By the time he had reached the ninth grade, Elliot Hicks knew he wanted to be a lawyer. The Charleston native, now the president and owner of Hicks Resolutions and Ellerbee Enterprises, Inc., was inspired to make a difference in the world during the Civil Rights Movement by lawyers Thurgood Marshall and Charles Hamilton Houston and local attorney William Lonesome.

Photo by Marvin Skiles.

“As a child of the 1960s, I saw that lawyers were at the heart of social change, and I wanted to be a part of that,” says Hicks. “I wanted to do big, important things.”

After high school, Hicks enrolled as an undergraduate at Washington and Lee University (W&L) in Lexington, VA. Led by a natural fascination with politics, he got involved in student government, where he was elected to the student body executive committee’s freshman position.

“I was the first black student of any class to be elected to that position, and this was only six years after the first black students were admitted to regular attendance at the school,” he says. “That put me under what could at times be an uncomfortable spotlight.”
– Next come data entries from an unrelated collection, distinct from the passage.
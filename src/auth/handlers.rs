use axum::{
    extract::State,
    http::StatusCode,
    routing::{get, post},
    Json, Router,
};
use tracing::instrument;

use crate::auth::dto::{
    require, ChangePasswordRequest, ForgotPasswordRequest, LoginRequest, LoginResponse,
    LogoutRequest, MessageResponse, ProfileResponse, ResetPasswordRequest, SignupRequest,
};
use crate::auth::error::AuthError;
use crate::auth::extractors::Bearer;
use crate::state::AppState;

pub fn auth_routes() -> Router<AppState> {
    Router::new()
        .route("/auth/signup", post(signup))
        .route("/auth/login", post(login))
        .route("/auth/logout", post(logout))
        .route("/auth/password/forgot", post(forgot_password))
        .route("/auth/password/reset", post(reset_password))
        .route("/auth/password/change", post(change_password))
        .route("/auth/profile", get(profile))
}

#[instrument(skip(state, payload))]
async fn signup(
    State(state): State<AppState>,
    Json(payload): Json<SignupRequest>,
) -> Result<(StatusCode, Json<MessageResponse>), AuthError> {
    let email = require(payload.email, "email")?;
    let username = require(payload.username, "username")?;
    let password = require(payload.password, "password")?;

    state.auth.signup(&email, &username, &password).await?;
    Ok((
        StatusCode::CREATED,
        Json(MessageResponse {
            message: "Signup successful",
        }),
    ))
}

#[instrument(skip(state, payload))]
async fn login(
    State(state): State<AppState>,
    Json(payload): Json<LoginRequest>,
) -> Result<Json<LoginResponse>, AuthError> {
    let email = require(payload.email, "email")?;
    let password = require(payload.password, "password")?;

    let pair = state.auth.login(&email, &password).await?;
    Ok(Json(LoginResponse {
        message: "Login successful",
        access: pair.access,
        refresh: pair.refresh,
        email: email.trim().to_lowercase(),
    }))
}

#[instrument(skip(state, payload))]
async fn logout(
    State(state): State<AppState>,
    Json(payload): Json<LogoutRequest>,
) -> Result<Json<MessageResponse>, AuthError> {
    let refresh = require(payload.refresh, "refresh")?;
    state.auth.logout(&refresh).await?;
    Ok(Json(MessageResponse {
        message: "Logout successful",
    }))
}

#[instrument(skip(state, payload))]
async fn forgot_password(
    State(state): State<AppState>,
    Json(payload): Json<ForgotPasswordRequest>,
) -> Result<Json<MessageResponse>, AuthError> {
    let email = require(payload.email, "email")?;
    state.auth.request_reset(&email).await?;
    Ok(Json(MessageResponse {
        message: "OTP sent successfully to your email",
    }))
}

#[instrument(skip(state, payload))]
async fn reset_password(
    State(state): State<AppState>,
    Json(payload): Json<ResetPasswordRequest>,
) -> Result<Json<MessageResponse>, AuthError> {
    let email = require(payload.email, "email")?;
    let otp = require(payload.otp, "otp")?;
    let password = require(payload.password, "password")?;

    state.auth.reset_with_otp(&email, &otp, &password).await?;
    Ok(Json(MessageResponse {
        message: "Password reset successful",
    }))
}

#[instrument(skip(state, token, payload))]
async fn change_password(
    State(state): State<AppState>,
    Bearer(token): Bearer,
    Json(payload): Json<ChangePasswordRequest>,
) -> Result<Json<MessageResponse>, AuthError> {
    let old_password = require(payload.old_password, "old_password")?;
    let new_password = require(payload.new_password, "new_password")?;

    state
        .auth
        .change_password(&token, &old_password, &new_password)
        .await?;
    Ok(Json(MessageResponse {
        message: "Password updated successfully",
    }))
}

#[instrument(skip(state, token))]
async fn profile(
    State(state): State<AppState>,
    Bearer(token): Bearer,
) -> Result<Json<ProfileResponse>, AuthError> {
    let user = state.auth.profile(&token).await?;
    Ok(Json(ProfileResponse::from_user(user)))
}
use crate::state::AppState;
use axum::Router;

pub mod dto;
pub mod error;
pub(crate) mod extractors;
pub mod handlers;
pub mod jwt;
pub mod otp;
pub mod password;
pub mod policy;
pub mod repo;
pub mod repo_types;
pub mod service;
pub mod tokens;

pub fn router() -> Router<AppState> {
    handlers::auth_routes()
}
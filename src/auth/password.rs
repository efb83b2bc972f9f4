use argon2::{
    password_hash::{PasswordHash, PasswordHasher, PasswordVerifier, SaltString},
    Argon2,
};
use rand::rngs::OsRng;
use tracing::error;

/// Salted one-way hash of a plaintext password. The hash string carries
/// its own salt and parameters.
pub fn hash_password(plain: &str) -> anyhow::Result<String> {
    let salt = SaltString::generate(&mut OsRng);
    let hash = Argon2::default()
        .hash_password(plain.as_bytes(), &salt)
        .map_err(|e| {
            error!(error = %e, "argon2 hash_password error");
            anyhow::anyhow!(e.to_string())
        })?
        .to_string();
    Ok(hash)
}

/// Check a plaintext candidate against a stored hash. Returns `false`
/// on mismatch, errors only when the stored hash is malformed.
pub fn verify_password(plain: &str, hash: &str) -> anyhow::Result<bool> {
    let parsed = PasswordHash::new(hash).map_err(|e| {
        error!(error = %e, "argon2 parse hash error");
        anyhow::anyhow!(e.to_string())
    })?;
    Ok(Argon2::default()
        .verify_password(plain.as_bytes(), &parsed)
        .is_ok())
}

#[cfg(test)]
mod tests {
    use super::*;

    #[test]
    fn hash_and_verify_roundtrip() {
        let password = "Secur3P@ssw0rd!";
        let hash = hash_password(password).expect("hashing should succeed");
        assert!(verify_password(password, &hash).expect("verify should succeed"));
    }

    #[test]
    fn verify_rejects_wrong_password() {
        let hash = hash_password("Abcdef1!").expect("hashing should succeed");
        assert!(!verify_password("Ghijkl2@", &hash).expect("verify should not error"));
    }

    #[test]
    fn hashes_of_same_password_differ_by_salt() {
        let a = hash_password("Abcdef1!").expect("hash a");
        let b = hash_password("Abcdef1!").expect("hash b");
        assert_ne!(a, b);
    }

    #[test]
    fn verify_errors_on_malformed_hash() {
        let err = verify_password("anything", "not-a-valid-hash").unwrap_err();
        assert!(!err.to_string().is_empty());
    }
}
After visiting friends at West Virginia University (WVU), Hicks found Morgantown to be a better fit, and he transferred there to finish his undergraduate studies and attend law school. A graduate of the class of 1981, he remembers law school as both a challenge and a place filled with motivation and excitement.

“It was such a hybrid group of people attending law school with me,” he recalls. “You sometimes see a lack of motivation in college and even more in high school, but it seemed that everyone in law school was smart and motivated.”

Hicks worked as a solo practitioner and created a small firm with two other lawyers before deciding to raise the level of his practice. He joined Kay Casto & Chaney in 1984, becoming the second lawyer of color in West Virginia to be hired by a large law firm. In 1993, he was elected to the West Virginia State Bar’s board of governors, and in 1998, he was the first black lawyer to be elected president of the organization.

As Hicks’ career expanded, he was awarded other accolades from the legal community, including being named a fellow of the American College of Trial Lawyers.

“Being elected as a fellow might have possibly been the most humbling recognition of my skills,” he says. “Every meeting we had at various locations throughout the country included some of the most noteworthy lawyers and judges in the U.S. When you feel like you have toiled in obscurity for a long time, it is nice to have someone shine a light on you to say you have done your job well.”

In January, the Martin Luther King, Jr. State Commission presented Hicks with the Governor’s Living the Dream Award, which recognizes those who exemplify the characteristics of justice and scholarship; are passionate about the sharing of self, human and civil rights and advocacy for peace; and encompass a sense of civic awareness and public services.

“In accepting the award, I said I would take it as encouragement to do better, rather than a valedictory for anything I might have already done,” he says. “I intend for the award to remind me of that daily.”

Many lawyers feel a professional commitment to give back to their community, and Hicks is a leader among them. Throughout his career, he has been active with the Legal Aid Society of Charleston, Kanawha County Housing and Redevelopment Authority and the West Virginia Bar Foundation. He was appointed to the Higher Education Policy Commission twice, each time by a different governor, and then-Governor Earl Ray Tomblin appointed him to Concord University’s board of governors, where he was the chairman for four years. He has also invested time in both the Charleston Jazz Series and his church.

“I appreciate the great nurturing that my community has given me,” he says. “I look back at the example of the Boy Scout leaders, sports coaches, teachers, Sunday school teachers and many others who shaped my life, and I don’t know how you can’t give back. What is formally known as giving back looks to me like simply living life in an interdependent community.”